My sense in 2000 was that George W. Bush wanted to be President in part because he had a policy agenda he wanted to pursue -- tax cuts, missile defense, social security reform, education reform, the faith-based charity initiative, etc. I don't really get that sense from Kerry; as far as I can tell he wants to be President because he doesn't want George W. Bush to be President. His policy initiatives seem largely (though not entirely) driven by knee-jerk opposition to whatever Bush has done or wants to do.

posted by: Kyle Haight on 08.27.04 at 02:27 PM [permalink]



Focus plus criminal incompetence aren't a particularly inspiring thing. Honestly, I'll give you that the guy is really really focused on something. I'm not sure what. I'm not sure what Iraq has to do with the War on Terror but even giving you that, focus + incompetence, total lack of follow-through, and criminally negligent planning isn't good enough.

The fact that Kerry isn't Bush and can't possibly me more incompetent is enough for me.

(I voted for W in 2000 . . . ouch. So there's a bit of buyer's remorse at work. Wanted to vote for McCain anyway).

posted by: Brian on 08.27.04 at 02:27 PM [permalink]



Oh yeah, and why did I vote for Bush in 2000 even though I wasn't too enthusiastic?

He wasn't Gore.

Really, did we know anything about the guy? He was gov of Texas for a while. Uh, and had the same last name as another president.

posted by: Brian on 08.27.04 at 02:27 PM [permalink]

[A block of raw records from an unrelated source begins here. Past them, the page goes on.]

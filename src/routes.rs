// routes.rs
use std::sync::Arc;

use axum::extract::MatchedPath;
use axum::response::Redirect;
use axum::routing::{get, post};
use axum::Router;
use tower_http::trace::TraceLayer;

use crate::handlers;
use crate::AppState;

pub fn create_routes(state: Arc<AppState>) -> Router {
    Router::new()
        .route("/", get(|| async { Redirect::to("/polls/") }))
        .route("/polls", get(|| async { Redirect::to("/polls/") }))
        .route("/polls/", get(handlers::index))
        .route("/polls/{poll_id}/", get(handlers::detail))
        .route("/polls/{poll_id}/results/", get(handlers::results))
        .route("/polls/{poll_id}/vote", post(handlers::vote))
        .route("/polls/{poll_id}/vote/", post(handlers::vote))
        .fallback(handlers::not_found)
        .layer(
            TraceLayer::new_for_http().make_span_with(|req: &axum::http::Request<_>| {
                let method = req.method();
                let uri = req.uri();

                let matched_path = req
                    .extensions()
                    .get::<MatchedPath>()
                    .map(|matched| matched.as_str());

                tracing::debug_span!("request", ?method, ?uri, ?matched_path)
            }),
        )
        .with_state(state)
}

Yeah, but from what I'm reading there are plenty of other reasons to favor Bush over Kerry. Kerry comes from a very wealthy family that's out of touch with normal American concerns; Kerry graduated from two elite northeastern Universities with aparently no real academic accomplishments; Kerry never held a regular job for long; Kerry never ran a successful business; Kerry served for a shorter period in Vietnam than others of his generation; Kerry's accomplishments in politics before he ran for President aren't all that impressive.

Uh, wait a second . . .

posted by: arthur on 08.27.04 at 02:27 PM [permalink]



I have to say that just about anyone who runs for president has to really want the damn thing and believe he should have it. Why the hell else would he do it? I find this description devoid of any substance other than that most obvious point. This essay tells you nothing about Kerry, and everything about Lileks.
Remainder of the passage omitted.